Sequestration 2013: Don't Expect It to Hurt the Bullish Stock Market
The sequester has arrived, dealing the U.S. economy arguably strike three in its attempt at recovery for 2013.
From a purely fundamental analysis, 2013 began following a disappointing year of GDP growth. Three declining quarters in four was strike one against the 2013 economy pulling a turn around this year.
As the U.S. Bureau of Economic Analysis chart proves, America’s recovery has been marginal at best over the past several years, with few components showing consistent recovery quarter-to-quarter. It is very difficult to add jobs when business activity is uncertain. U.S. unemployment has continued to hover around the 8% level +/- a few tenths of a percent providing little stimulus for growth for several quarters.
Strike two thrown at economic improvement for the U.S came with the avoidance of the fiscal cliff early in 2013 . While a return to the tax rates of the Clinton administration was largely prevented, several other economic stimulative measures ended.
CBO joined multiple private sector economic analysts agreeing the combination of ending the ARRA programs and upper-income Bush-era tax rates were likely to cause a 1%-1.6% reduction in 2013 American GDP.
Strike three knocking out hopes for real growth in GDP arrived with the onset of the Sequester. The Bi-partisan Policy Center (BPC) predicted the following:
“We estimate that the Sequester will reduce 2013 gross domestic product (GDP) growth by half a percentage point, and would cost the economy approximately one million jobs over the next two years.”
CBO and Macroeconomic Advisors in recent reports have roughly confirmed these projections.
While the economic outlook isn’t promising, the U.S. economy won’t collapse with the sequester. Even the left-leaning Washington Post has featured articles by a few economists who note the sequester could eventually help the economy grow faster than it would have otherwise. Yet few economists refute 2013 unemployment rates will probably increase and growth will grind to a halt.
So what are we on Main Street missing that Wall Street continues to see as a reason to push equities near record highs, perhaps it is simply that investors see no viable alternative.
In general, bonds returns have dropped to new lows. Treasury debt isn’t keeping up with inflation. High Quality Corporate debt is returning an inflation adjusted rate of 1%+. Junk Bonds interest rates today are in the range of what only preferred rated corporation could borrow at six years ago.
One of America’s best kept secrets is, the total value of U.S. equities is roughly $16 trillion. To put that in perspective through 2012 the total value of U.S. mortgages was basically $16 trillion with roughly 83% of that amount guaranteed by federal government agencies. United States Treasuries combined with state government and municipal bonds actually represent an equally significant body of debt instruments.
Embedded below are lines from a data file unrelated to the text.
use anyhow::{Error, anyhow};
use axum::{
    Json,
    http::StatusCode,
    response::{IntoResponse, Response},
};
use serde_json::json;
use warden_core::AuthError;

#[derive(Debug)]
pub struct AppError {
    pub status: StatusCode,
    pub error: Error,
}

impl AppError {
    pub fn new<E>(status: StatusCode, err: E) -> Self
    where
        E: Into<Error>,
    {
        Self {
            status,
            error: err.into(),
        }
    }

    pub fn internal<E>(err: E) -> Self
    where
        E: Into<Error>,
    {
        Self::new(StatusCode::INTERNAL_SERVER_ERROR, err)
    }

    pub fn not_found<E>(err: E) -> Self
    where
        E: Into<Error>,
    {
        Self::new(StatusCode::NOT_FOUND, err)
    }

    pub fn bad_request<E>(err: E) -> Self
    where
        E: Into<Error>,
    {
        Self::new(StatusCode::BAD_REQUEST, err)
    }

    pub fn unauthorized(message: impl Into<String>) -> Self {
        Self::new(StatusCode::UNAUTHORIZED, anyhow!(message.into()))
    }
}

impl IntoResponse for AppError {
    fn into_response(self) -> Response {
        let body = Json(json!({
            "error": self.error.to_string()
        }));

        (self.status, body).into_response()
    }
}

impl From<anyhow::Error> for AppError {
    fn from(err: anyhow::Error) -> Self {
        tracing::error!(error = %err, "Unhandled error");
        AppError::internal(anyhow!("Internal server error"))
    }
}

impl From<AuthError> for AppError {
    fn from(err: AuthError) -> Self {
        let status = match &err {
            AuthError::EmptyCredentials
            | AuthError::TooLong
            | AuthError::InvalidEmail
            | AuthError::InvalidUsername
            | AuthError::InvalidRole
            | AuthError::InvalidVerificationType
            | AuthError::NoChange => StatusCode::BAD_REQUEST,

            // Both collapse to one message so clients cannot probe for accounts.
            AuthError::NoUserFound | AuthError::IncorrectPassword => {
                return AppError::unauthorized("Invalid credentials");
            }

            AuthError::EmptyToken
            | AuthError::InvalidToken
            | AuthError::InvalidIssuer
            | AuthError::InvalidTokenType => StatusCode::UNAUTHORIZED,

            AuthError::NotVerified | AuthError::InvalidSignupMethod => StatusCode::FORBIDDEN,

            AuthError::VerificationNotFound => StatusCode::NOT_FOUND,

            AuthError::DuplicateKey => StatusCode::CONFLICT,

            AuthError::Store(_) | AuthError::Internal(_) => {
                tracing::error!(error = %err, "Internal error");
                return AppError::internal(anyhow!("Internal server error"));
            }
        };

        AppError::new(status, anyhow!(err.to_string()))
    }
}

#[cfg(test)]
mod tests {
    use super::*;

    #[test]
    fn test_login_failures_share_one_response() {
        let a = AppError::from(AuthError::NoUserFound);
        let b = AppError::from(AuthError::IncorrectPassword);
        assert_eq!(a.status, StatusCode::UNAUTHORIZED);
        assert_eq!(a.status, b.status);
        assert_eq!(a.error.to_string(), b.error.to_string());
    }

    #[test]
    fn test_status_classes() {
        assert_eq!(
            AppError::from(AuthError::InvalidEmail).status,
            StatusCode::BAD_REQUEST
        );
        assert_eq!(
            AppError::from(AuthError::InvalidTokenType).status,
            StatusCode::UNAUTHORIZED
        );
        assert_eq!(
            AppError::from(AuthError::NotVerified).status,
            StatusCode::FORBIDDEN
        );
        assert_eq!(
            AppError::from(AuthError::VerificationNotFound).status,
            StatusCode::NOT_FOUND
        );
        assert_eq!(
            AppError::from(AuthError::DuplicateKey).status,
            StatusCode::CONFLICT
        );
    }

    #[test]
    fn test_infrastructure_errors_are_masked() {
        let err = AppError::from(AuthError::Store(anyhow!("password=hunter2 connection reset")));
        assert_eq!(err.status, StatusCode::INTERNAL_SERVER_ERROR);
        assert!(!err.error.to_string().contains("hunter2"));
    }
}
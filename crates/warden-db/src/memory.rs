//! Process-local [`UserStore`].
//!
//! All state sits behind one async mutex, so every method is atomic with
//! respect to every other. Intended for embedding without a database and for
//! tests.

use std::collections::HashMap;

use async_trait::async_trait;
use chrono::Utc;
use tokio::sync::Mutex;
use uuid::Uuid;

use warden_core::StoreError;
use warden_models::{NewUser, SignupMethod, User, UserCredentials, VerificationDetails};

use crate::store::UserStore;

#[derive(Debug, Clone)]
struct UserRecord {
    user: User,
    password_hash: Option<String>,
    refresh_token: String,
    verification: Option<VerificationDetails>,
    login_fingerprint: Option<String>,
    image: Option<Vec<u8>>,
}

#[derive(Debug, Default)]
pub struct MemoryUserStore {
    users: Mutex<HashMap<Uuid, UserRecord>>,
}

impl MemoryUserStore {
    pub fn new() -> Self {
        Self::default()
    }
}

fn find_by_email<'a>(
    users: &'a HashMap<Uuid, UserRecord>,
    email: &str,
) -> Option<&'a UserRecord> {
    let email = email.to_lowercase();
    users.values().find(|r| r.user.email == email)
}

fn find_by_username<'a>(
    users: &'a HashMap<Uuid, UserRecord>,
    username: &str,
) -> Option<&'a UserRecord> {
    users.values().find(|r| r.user.username == username)
}

fn credentials(record: &UserRecord) -> UserCredentials {
    UserCredentials {
        id: record.user.id,
        password_hash: record.password_hash.clone(),
    }
}

fn record_mut(
    users: &mut HashMap<Uuid, UserRecord>,
    id: Uuid,
) -> Result<&mut UserRecord, StoreError> {
    users.get_mut(&id).ok_or(StoreError::NotFound)
}

fn record(users: &HashMap<Uuid, UserRecord>, id: Uuid) -> Result<&UserRecord, StoreError> {
    users.get(&id).ok_or(StoreError::NotFound)
}

#[async_trait]
impl UserStore for MemoryUserStore {
    async fn add_user(&self, user: NewUser) -> Result<Uuid, StoreError> {
        let mut users = self.users.lock().await;

        if find_by_username(&users, &user.username).is_some()
            || find_by_email(&users, &user.email).is_some()
        {
            return Err(StoreError::DuplicateKey);
        }

        let id = Uuid::new_v4();
        users.insert(
            id,
            UserRecord {
                user: User {
                    id,
                    username: user.username,
                    email: user.email.to_lowercase(),
                    role: user.role,
                    signup_method: user.signup_method,
                    is_verified: user.is_verified,
                    created_at: Utc::now(),
                },
                password_hash: user.password_hash,
                refresh_token: String::new(),
                verification: None,
                login_fingerprint: None,
                image: None,
            },
        );

        Ok(id)
    }

    async fn get_user(&self, id: Uuid) -> Result<Option<User>, StoreError> {
        let users = self.users.lock().await;
        Ok(users.get(&id).map(|r| r.user.clone()))
    }

    async fn get_user_password_and_id_by_email(
        &self,
        email: &str,
    ) -> Result<Option<UserCredentials>, StoreError> {
        let users = self.users.lock().await;
        Ok(find_by_email(&users, email).map(credentials))
    }

    async fn get_user_password_and_id_by_username(
        &self,
        username: &str,
    ) -> Result<Option<UserCredentials>, StoreError> {
        let users = self.users.lock().await;
        Ok(find_by_username(&users, username).map(credentials))
    }

    async fn get_user_password_by_id(&self, id: Uuid) -> Result<Option<String>, StoreError> {
        let users = self.users.lock().await;
        Ok(record(&users, id)?.password_hash.clone())
    }

    async fn set_user_password(&self, id: Uuid, password_hash: &str) -> Result<(), StoreError> {
        let mut users = self.users.lock().await;
        record_mut(&mut users, id)?.password_hash = Some(password_hash.to_string());
        Ok(())
    }

    async fn set_user_email(&self, id: Uuid, email: &str) -> Result<(), StoreError> {
        let mut users = self.users.lock().await;
        if find_by_email(&users, email).is_some_and(|r| r.user.id != id) {
            return Err(StoreError::DuplicateKey);
        }
        record_mut(&mut users, id)?.user.email = email.to_lowercase();
        Ok(())
    }

    async fn set_username(&self, id: Uuid, username: &str) -> Result<(), StoreError> {
        let mut users = self.users.lock().await;
        if find_by_username(&users, username).is_some_and(|r| r.user.id != id) {
            return Err(StoreError::DuplicateKey);
        }
        record_mut(&mut users, id)?.user.username = username.to_string();
        Ok(())
    }

    async fn delete_user(&self, id: Uuid) -> Result<(), StoreError> {
        let mut users = self.users.lock().await;
        users.remove(&id).map(|_| ()).ok_or(StoreError::NotFound)
    }

    async fn get_is_verified(&self, id: Uuid) -> Result<bool, StoreError> {
        let users = self.users.lock().await;
        Ok(record(&users, id)?.user.is_verified)
    }

    async fn set_is_verified(&self, id: Uuid, verified: bool) -> Result<(), StoreError> {
        let mut users = self.users.lock().await;
        record_mut(&mut users, id)?.user.is_verified = verified;
        Ok(())
    }

    async fn get_signup_method(&self, id: Uuid) -> Result<SignupMethod, StoreError> {
        let users = self.users.lock().await;
        Ok(record(&users, id)?.user.signup_method)
    }

    async fn set_signup_method(&self, id: Uuid, method: SignupMethod) -> Result<(), StoreError> {
        let mut users = self.users.lock().await;
        record_mut(&mut users, id)?.user.signup_method = method;
        Ok(())
    }

    async fn get_refresh_token(&self, id: Uuid) -> Result<String, StoreError> {
        let users = self.users.lock().await;
        Ok(record(&users, id)?.refresh_token.clone())
    }

    async fn set_refresh_token(&self, id: Uuid, token: &str) -> Result<(), StoreError> {
        let mut users = self.users.lock().await;
        record_mut(&mut users, id)?.refresh_token = token.to_string();
        Ok(())
    }

    async fn rotate_refresh_token(
        &self,
        id: Uuid,
        current: &str,
        next: &str,
    ) -> Result<bool, StoreError> {
        let mut users = self.users.lock().await;
        let record = record_mut(&mut users, id)?;
        if current.is_empty() || record.refresh_token != current {
            return Ok(false);
        }
        record.refresh_token = next.to_string();
        Ok(true)
    }

    async fn set_user_verification_details(
        &self,
        id: Uuid,
        details: &VerificationDetails,
    ) -> Result<(), StoreError> {
        let mut users = self.users.lock().await;
        let token_taken = users.values().any(|r| {
            r.user.id != id
                && r.verification
                    .as_ref()
                    .is_some_and(|v| v.token == details.token)
        });
        if token_taken {
            return Err(StoreError::DuplicateKey);
        }
        record_mut(&mut users, id)?.verification = Some(details.clone());
        Ok(())
    }

    async fn get_user_verification_details(
        &self,
        id: Uuid,
    ) -> Result<Option<VerificationDetails>, StoreError> {
        let users = self.users.lock().await;
        Ok(record(&users, id)?.verification.clone())
    }

    async fn get_verification_by_token(
        &self,
        token: &str,
    ) -> Result<Option<(Uuid, VerificationDetails)>, StoreError> {
        let users = self.users.lock().await;
        Ok(users.values().find_map(|r| {
            r.verification
                .as_ref()
                .filter(|v| v.token == token)
                .map(|v| (r.user.id, v.clone()))
        }))
    }

    async fn clear_user_verification_details(
        &self,
        id: Uuid,
        token: Option<&str>,
    ) -> Result<bool, StoreError> {
        let mut users = self.users.lock().await;
        let Some(record) = users.get_mut(&id) else {
            return Ok(false);
        };
        let matches = match (&record.verification, token) {
            (None, _) => false,
            (Some(_), None) => true,
            (Some(v), Some(token)) => v.token == token,
        };
        if matches {
            record.verification = None;
        }
        Ok(matches)
    }

    async fn get_login_fingerprint(&self, id: Uuid) -> Result<Option<String>, StoreError> {
        let users = self.users.lock().await;
        Ok(record(&users, id)?.login_fingerprint.clone())
    }

    async fn set_login_fingerprint(&self, id: Uuid, fingerprint: &str) -> Result<(), StoreError> {
        let mut users = self.users.lock().await;
        record_mut(&mut users, id)?.login_fingerprint = Some(fingerprint.to_string());
        Ok(())
    }

    async fn get_user_image(&self, id: Uuid) -> Result<Option<Vec<u8>>, StoreError> {
        let users = self.users.lock().await;
        Ok(record(&users, id)?.image.clone())
    }

    async fn set_user_image(&self, id: Uuid, image: &[u8]) -> Result<(), StoreError> {
        let mut users = self.users.lock().await;
        record_mut(&mut users, id)?.image = Some(image.to_vec());
        Ok(())
    }

    async fn user_exists(&self, username: &str) -> Result<bool, StoreError> {
        let users = self.users.lock().await;
        Ok(find_by_username(&users, username).is_some())
    }

    async fn user_exists_by_email(&self, email: &str) -> Result<bool, StoreError> {
        let users = self.users.lock().await;
        Ok(find_by_email(&users, email).is_some())
    }

    async fn get_user_id_by_username(&self, username: &str) -> Result<Option<Uuid>, StoreError> {
        let users = self.users.lock().await;
        Ok(find_by_username(&users, username).map(|r| r.user.id))
    }

    async fn get_user_id_by_email(&self, email: &str) -> Result<Option<Uuid>, StoreError> {
        let users = self.users.lock().await;
        Ok(find_by_email(&users, email).map(|r| r.user.id))
    }
}

#[cfg(test)]
mod tests {
    use super::*;
    use chrono::Duration;
    use warden_models::{Role, VerificationKind};

    fn new_user(username: &str, email: &str) -> NewUser {
        NewUser {
            username: username.to_string(),
            email: email.to_string(),
            password_hash: Some("hash".to_string()),
            role: Role::User,
            signup_method: SignupMethod::Plain,
            is_verified: true,
        }
    }

    fn details(kind: VerificationKind, token: &str) -> VerificationDetails {
        VerificationDetails {
            kind,
            pending_value: String::new(),
            token: token.to_string(),
            expires_at: Utc::now() + Duration::minutes(15),
        }
    }

    #[tokio::test]
    async fn test_unique_username_and_email() {
        let store = MemoryUserStore::new();
        store.add_user(new_user("alice", "alice@x.com")).await.unwrap();

        assert!(matches!(
            store.add_user(new_user("alice", "other@x.com")).await,
            Err(StoreError::DuplicateKey)
        ));
        assert!(matches!(
            store.add_user(new_user("bob", "ALICE@x.com")).await,
            Err(StoreError::DuplicateKey)
        ));
    }

    #[tokio::test]
    async fn test_email_lookup_is_case_insensitive_username_is_not() {
        let store = MemoryUserStore::new();
        let id = store.add_user(new_user("Alice", "Alice@X.com")).await.unwrap();

        let creds = store
            .get_user_password_and_id_by_email("ALICE@x.COM")
            .await
            .unwrap()
            .unwrap();
        assert_eq!(creds.id, id);
        assert!(
            store
                .get_user_password_and_id_by_username("alice")
                .await
                .unwrap()
                .is_none()
        );
    }

    #[tokio::test]
    async fn test_rotate_refresh_token_is_compare_and_swap() {
        let store = MemoryUserStore::new();
        let id = store.add_user(new_user("alice", "alice@x.com")).await.unwrap();
        store.set_refresh_token(id, "rt1").await.unwrap();

        assert!(store.rotate_refresh_token(id, "rt1", "rt2").await.unwrap());
        assert!(!store.rotate_refresh_token(id, "rt1", "rt3").await.unwrap());
        assert_eq!(store.get_refresh_token(id).await.unwrap(), "rt2");

        store.set_refresh_token(id, "").await.unwrap();
        assert!(!store.rotate_refresh_token(id, "", "rt4").await.unwrap());
    }

    #[tokio::test]
    async fn test_verification_slot_overwrite_and_conditional_clear() {
        let store = MemoryUserStore::new();
        let id = store.add_user(new_user("alice", "alice@x.com")).await.unwrap();

        store
            .set_user_verification_details(id, &details(VerificationKind::UpdateEmail, "t1"))
            .await
            .unwrap();
        store
            .set_user_verification_details(id, &details(VerificationKind::DeleteAccount, "t2"))
            .await
            .unwrap();

        assert!(store.get_verification_by_token("t1").await.unwrap().is_none());
        let (owner, found) = store.get_verification_by_token("t2").await.unwrap().unwrap();
        assert_eq!(owner, id);
        assert_eq!(found.kind, VerificationKind::DeleteAccount);

        assert!(!store.clear_user_verification_details(id, Some("t1")).await.unwrap());
        assert!(store.clear_user_verification_details(id, Some("t2")).await.unwrap());
        assert!(!store.clear_user_verification_details(id, None).await.unwrap());
    }

    #[tokio::test]
    async fn test_verification_token_globally_unique() {
        let store = MemoryUserStore::new();
        let a = store.add_user(new_user("alice", "alice@x.com")).await.unwrap();
        let b = store.add_user(new_user("bob", "bob@x.com")).await.unwrap();

        store
            .set_user_verification_details(a, &details(VerificationKind::Signup, "same"))
            .await
            .unwrap();
        assert!(matches!(
            store
                .set_user_verification_details(b, &details(VerificationKind::Signup, "same"))
                .await,
            Err(StoreError::DuplicateKey)
        ));
    }

    #[tokio::test]
    async fn test_delete_user_cascades() {
        let store = MemoryUserStore::new();
        let id = store.add_user(new_user("alice", "alice@x.com")).await.unwrap();
        store
            .set_user_verification_details(id, &details(VerificationKind::DeleteAccount, "t"))
            .await
            .unwrap();

        store.delete_user(id).await.unwrap();

        assert!(store.get_user(id).await.unwrap().is_none());
        assert!(store.get_verification_by_token("t").await.unwrap().is_none());
        assert!(matches!(
            store.get_refresh_token(id).await,
            Err(StoreError::NotFound)
        ));
        assert!(!store.user_exists("alice").await.unwrap());
    }
}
While equity market prices earn the majority of the headlines, bonds remain a market over twice their size. In the truly “big picture” the U.S. equity markets rise and fall basically in reverse to the yield in the bond market not as a reflection in future economic growth.
Nominal 2012 economic growth combined with increased tax burdens and now the impact of the sequester will impact the U.S. economy, possibly causing actual negative GDP. But that impact is unlikely to substantially interrupt the bull run on Wall Street, who sees little alternative of return for their assets.